**Problem to solve:** Would you repeat all of the records underneath, exactly as written?

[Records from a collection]
=== Section Start ===
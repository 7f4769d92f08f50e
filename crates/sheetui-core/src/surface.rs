#![forbid(unsafe_code)]

//! The DOM contract between sheets and the page that hosts them.
//!
//! Every sheet is rendered as a root node with three addressable roles:
//!
//! - `overlay`: the scrim behind the panel (a click on it conventionally
//!   closes the sheet; that wiring belongs to the host markup),
//! - `panel`: the sliding panel itself,
//! - `content`: the container the trusted HTML is inserted into.
//!
//! [`SheetSurface`] is the only way sheet code touches the page. The browser
//! binding implements it over `web-sys`; [`HeadlessSurface`] implements it
//! in memory.
//!
//! [`HeadlessSurface`]: crate::headless::HeadlessSurface

use thiserror::Error;

/// Identity of one sheet within its stack.
#[derive(Debug, Clone, Copy, PartialEq, Eq, PartialOrd, Ord, Hash)]
pub struct SheetId(u64);

impl SheetId {
    /// Wrap a raw id.
    #[inline]
    #[must_use]
    pub const fn new(raw: u64) -> Self {
        Self(raw)
    }

    /// Raw id value.
    #[inline]
    #[must_use]
    pub const fn get(self) -> u64 {
        self.0
    }
}

impl std::fmt::Display for SheetId {
    fn fmt(&self, f: &mut std::fmt::Formatter<'_>) -> std::fmt::Result {
        write!(f, "#{}", self.0)
    }
}

/// Fixed semantic role of an element inside a sheet.
#[derive(Debug, Clone, Copy, PartialEq, Eq, Hash)]
pub enum SheetRole {
    /// Dimming scrim behind the panel.
    Overlay,
    /// The sliding panel.
    Panel,
    /// Container holding the sheet's content.
    Content,
}

impl SheetRole {
    /// All roles in render order.
    pub const ALL: [SheetRole; 3] = [Self::Overlay, Self::Panel, Self::Content];

    /// Name used in markup and diagnostics.
    #[must_use]
    pub const fn as_str(self) -> &'static str {
        match self {
            Self::Overlay => "overlay",
            Self::Panel => "panel",
            Self::Content => "content",
        }
    }
}

impl std::fmt::Display for SheetRole {
    fn fmt(&self, f: &mut std::fmt::Formatter<'_>) -> std::fmt::Result {
        f.write_str(self.as_str())
    }
}

/// A single inline-style mutation applied to a role element.
#[derive(Debug, Clone, Copy, PartialEq)]
pub enum StyleChange {
    /// `opacity`, in `[0.0, 1.0]`.
    Opacity(f32),
    /// `visibility: visible` (`true`) or `hidden` (`false`).
    Visibility(bool),
    /// `transform: translate(x px, y px)`.
    Translate {
        /// Horizontal offset in pixels.
        x: i32,
        /// Vertical offset in pixels.
        y: i32,
    },
    /// `max-width` in pixels.
    MaxWidth(u32),
    /// `filter: brightness(..)`; `1.0` is unfiltered.
    Brightness(f32),
    /// `pointer-events: auto` (`true`) or `none` (`false`).
    PointerEvents(bool),
}

/// A required role element is missing from a mounted sheet.
///
/// This is a wiring error in the host, not a runtime condition. Sheet code
/// never recovers from it; see [`PreconditionFault::raise`].
#[derive(Debug, Clone, Copy, PartialEq, Eq, Error)]
#[error("sheet {sheet} has no `{role}` target")]
pub struct PreconditionFault {
    /// Sheet whose target is missing.
    pub sheet: SheetId,
    /// The missing role.
    pub role: SheetRole,
}

impl PreconditionFault {
    /// Log the fault and abort the current operation.
    #[track_caller]
    pub fn raise(self) -> ! {
        tracing::error!(
            message = "sheet.precondition_fault",
            sheet = self.sheet.get(),
            role = self.role.as_str()
        );
        panic!("{self}");
    }
}

/// Page-side operations a sheet needs.
///
/// Implementations own the page nodes; sheets only refer to them by
/// `(SheetId, SheetRole)`.
pub trait SheetSurface {
    /// Current viewport (document client) width in pixels.
    fn viewport_width(&self) -> u32;

    /// Create the root node for `id` with its three roles, `content_html`
    /// inserted verbatim into the content role, above every mounted sheet.
    fn mount(&mut self, id: SheetId, content_html: &str);

    /// Apply one style change to a role element of a mounted sheet.
    fn apply(
        &mut self,
        id: SheetId,
        role: SheetRole,
        change: StyleChange,
    ) -> Result<(), PreconditionFault>;

    /// Remove the root node for `id`. Unknown ids are ignored.
    fn unmount(&mut self, id: SheetId);

    /// Deliver the `closed` notification to collaborators attached to the
    /// sheet's root node.
    fn notify_closed(&mut self, id: SheetId);
}

impl<S: SheetSurface + ?Sized> SheetSurface for &mut S {
    fn viewport_width(&self) -> u32 {
        (**self).viewport_width()
    }

    fn mount(&mut self, id: SheetId, content_html: &str) {
        (**self).mount(id, content_html);
    }

    fn apply(
        &mut self,
        id: SheetId,
        role: SheetRole,
        change: StyleChange,
    ) -> Result<(), PreconditionFault> {
        (**self).apply(id, role, change)
    }

    fn unmount(&mut self, id: SheetId) {
        (**self).unmount(id);
    }

    fn notify_closed(&mut self, id: SheetId) {
        (**self).notify_closed(id);
    }
}

#[cfg(test)]
mod tests {
    use super::*;

    #[test]
    fn role_names_match_markup() {
        let names: Vec<_> = SheetRole::ALL.iter().map(|r| r.as_str()).collect();
        assert_eq!(names, ["overlay", "panel", "content"]);
    }

    #[test]
    fn fault_message_names_sheet_and_role() {
        let fault = PreconditionFault {
            sheet: SheetId::new(7),
            role: SheetRole::Overlay,
        };
        assert_eq!(fault.to_string(), "sheet #7 has no `overlay` target");
    }

    #[test]
    #[should_panic(expected = "has no `panel` target")]
    fn raise_panics_with_fault_message() {
        PreconditionFault {
            sheet: SheetId::new(1),
            role: SheetRole::Panel,
        }
        .raise();
    }
}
=== Section End ===
**Solution for this exercise:**
repository 7f4769d92f08f50e
filename crates/sheetui-core/src/surface.rs
#![forbid(unsafe_code)]

//! The DOM contract between sheets and the page that hosts them.
//!
//! Every sheet is rendered as a root node with three addressable roles:
//!
//! - `overlay`: the scrim behind the panel (a click on it conventionally
//!   closes the sheet; that wiring belongs to the host markup),
//! - `panel`: the sliding panel itself,
//! - `content`: the container the trusted HTML is inserted into.
//!
//! [`SheetSurface`] is the only way sheet code touches the page. The browser
//! binding implements it over `web-sys`; [`HeadlessSurface`] implements it
//! in memory.
//!
//! [`HeadlessSurface`]: crate::headless::HeadlessSurface

use thiserror::Error;

/// Identity of one sheet within its stack.
#[derive(Debug, Clone, Copy, PartialEq, Eq, PartialOrd, Ord, Hash)]
pub struct SheetId(u64);

impl SheetId {
    /// Wrap a raw id.
    #[inline]
    #[must_use]
    pub const fn new(raw: u64) -> Self {
        Self(raw)
    }

    /// Raw id value.
    #[inline]
    #[must_use]
    pub const fn get(self) -> u64 {
        self.0
    }
}

impl std::fmt::Display for SheetId {
    fn fmt(&self, f: &mut std::fmt::Formatter<'_>) -> std::fmt::Result {
        write!(f, "#{}", self.0)
    }
}

/// Fixed semantic role of an element inside a sheet.
#[derive(Debug, Clone, Copy, PartialEq, Eq, Hash)]
pub enum SheetRole {
    /// Dimming scrim behind the panel.
    Overlay,
    /// The sliding panel.
    Panel,
    /// Container holding the sheet's content.
    Content,
}

impl SheetRole {
    /// All roles in render order.
    pub const ALL: [SheetRole; 3] = [Self::Overlay, Self::Panel, Self::Content];

    /// Name used in markup and diagnostics.
    #[must_use]
    pub const fn as_str(self) -> &'static str {
        match self {
            Self::Overlay => "overlay",
            Self::Panel => "panel",
            Self::Content => "content",
        }
    }
}

impl std::fmt::Display for SheetRole {
    fn fmt(&self, f: &mut std::fmt::Formatter<'_>) -> std::fmt::Result {
        f.write_str(self.as_str())
    }
}

/// A single inline-style mutation applied to a role element.
#[derive(Debug, Clone, Copy, PartialEq)]
pub enum StyleChange {
    /// `opacity`, in `[0.0, 1.0]`.
    Opacity(f32),
    /// `visibility: visible` (`true`) or `hidden` (`false`).
    Visibility(bool),
    /// `transform: translate(x px, y px)`.
    Translate {
        /// Horizontal offset in pixels.
        x: i32,
        /// Vertical offset in pixels.
        y: i32,
    },
    /// `max-width` in pixels.
    MaxWidth(u32),
    /// `filter: brightness(..)`; `1.0` is unfiltered.
    Brightness(f32),
    /// `pointer-events: auto` (`true`) or `none` (`false`).
    PointerEvents(bool),
}

/// A required role element is missing from a mounted sheet.
///
/// This is a wiring error in the host, not a runtime condition. Sheet code
/// never recovers from it; see [`PreconditionFault::raise`].
#[derive(Debug, Clone, Copy, PartialEq, Eq, Error)]
#[error("sheet {sheet} has no `{role}` target")]
pub struct PreconditionFault {
    /// Sheet whose target is missing.
    pub sheet: SheetId,
    /// The missing role.
    pub role: SheetRole,
}

impl PreconditionFault {
    /// Log the fault and abort the current operation.
    #[track_caller]
    pub fn raise(self) -> ! {
        tracing::error!(
            message = "sheet.precondition_fault",
            sheet = self.sheet.get(),
            role = self.role.as_str()
        );
        panic!("{self}");
    }
}

/// Page-side operations a sheet needs.
///
/// Implementations own the page nodes; sheets only refer to them by
/// `(SheetId, SheetRole)`.
pub trait SheetSurface {
    /// Current viewport (document client) width in pixels.
    fn viewport_width(&self) -> u32;

    /// Create the root node for `id` with its three roles, `content_html`
    /// inserted verbatim into the content role, above every mounted sheet.
    fn mount(&mut self, id: SheetId, content_html: &str);

    /// Apply one style change to a role element of a mounted sheet.
    fn apply(
        &mut self,
        id: SheetId,
        role: SheetRole,
        change: StyleChange,
    ) -> Result<(), PreconditionFault>;

    /// Remove the root node for `id`. Unknown ids are ignored.
    fn unmount(&mut self, id: SheetId);

    /// Deliver the `closed` notification to collaborators attached to the
    /// sheet's root node.
    fn notify_closed(&mut self, id: SheetId);
}

impl<S: SheetSurface + ?Sized> SheetSurface for &mut S {
    fn viewport_width(&self) -> u32 {
        (**self).viewport_width()
    }

    fn mount(&mut self, id: SheetId, content_html: &str) {
        (**self).mount(id, content_html);
    }

    fn apply(
        &mut self,
        id: SheetId,
        role: SheetRole,
        change: StyleChange,
    ) -> Result<(), PreconditionFault> {
        (**self).apply(id, role, change)
    }

    fn unmount(&mut self, id: SheetId) {
        (**self).unmount(id);
    }

    fn notify_closed(&mut self, id: SheetId) {
        (**self).notify_closed(id);
    }
}

#[cfg(test)]
mod tests {
    use super::*;

    #[test]
    fn role_names_match_markup() {
        let names: Vec<_> = SheetRole::ALL.iter().map(|r| r.as_str()).collect();
        assert_eq!(names, ["overlay", "panel", "content"]);
    }

    #[test]
    fn fault_message_names_sheet_and_role() {
        let fault = PreconditionFault {
            sheet: SheetId::new(7),
            role: SheetRole::Overlay,
        };
        assert_eq!(fault.to_string(), "sheet #7 has no `overlay` target");
    }

    #[test]
    #[should_panic(expected = "has no `panel` target")]
    fn raise_panics_with_fault_message() {
        PreconditionFault {
            sheet: SheetId::new(1),
            role: SheetRole::Panel,
        }
        .raise();
    }
}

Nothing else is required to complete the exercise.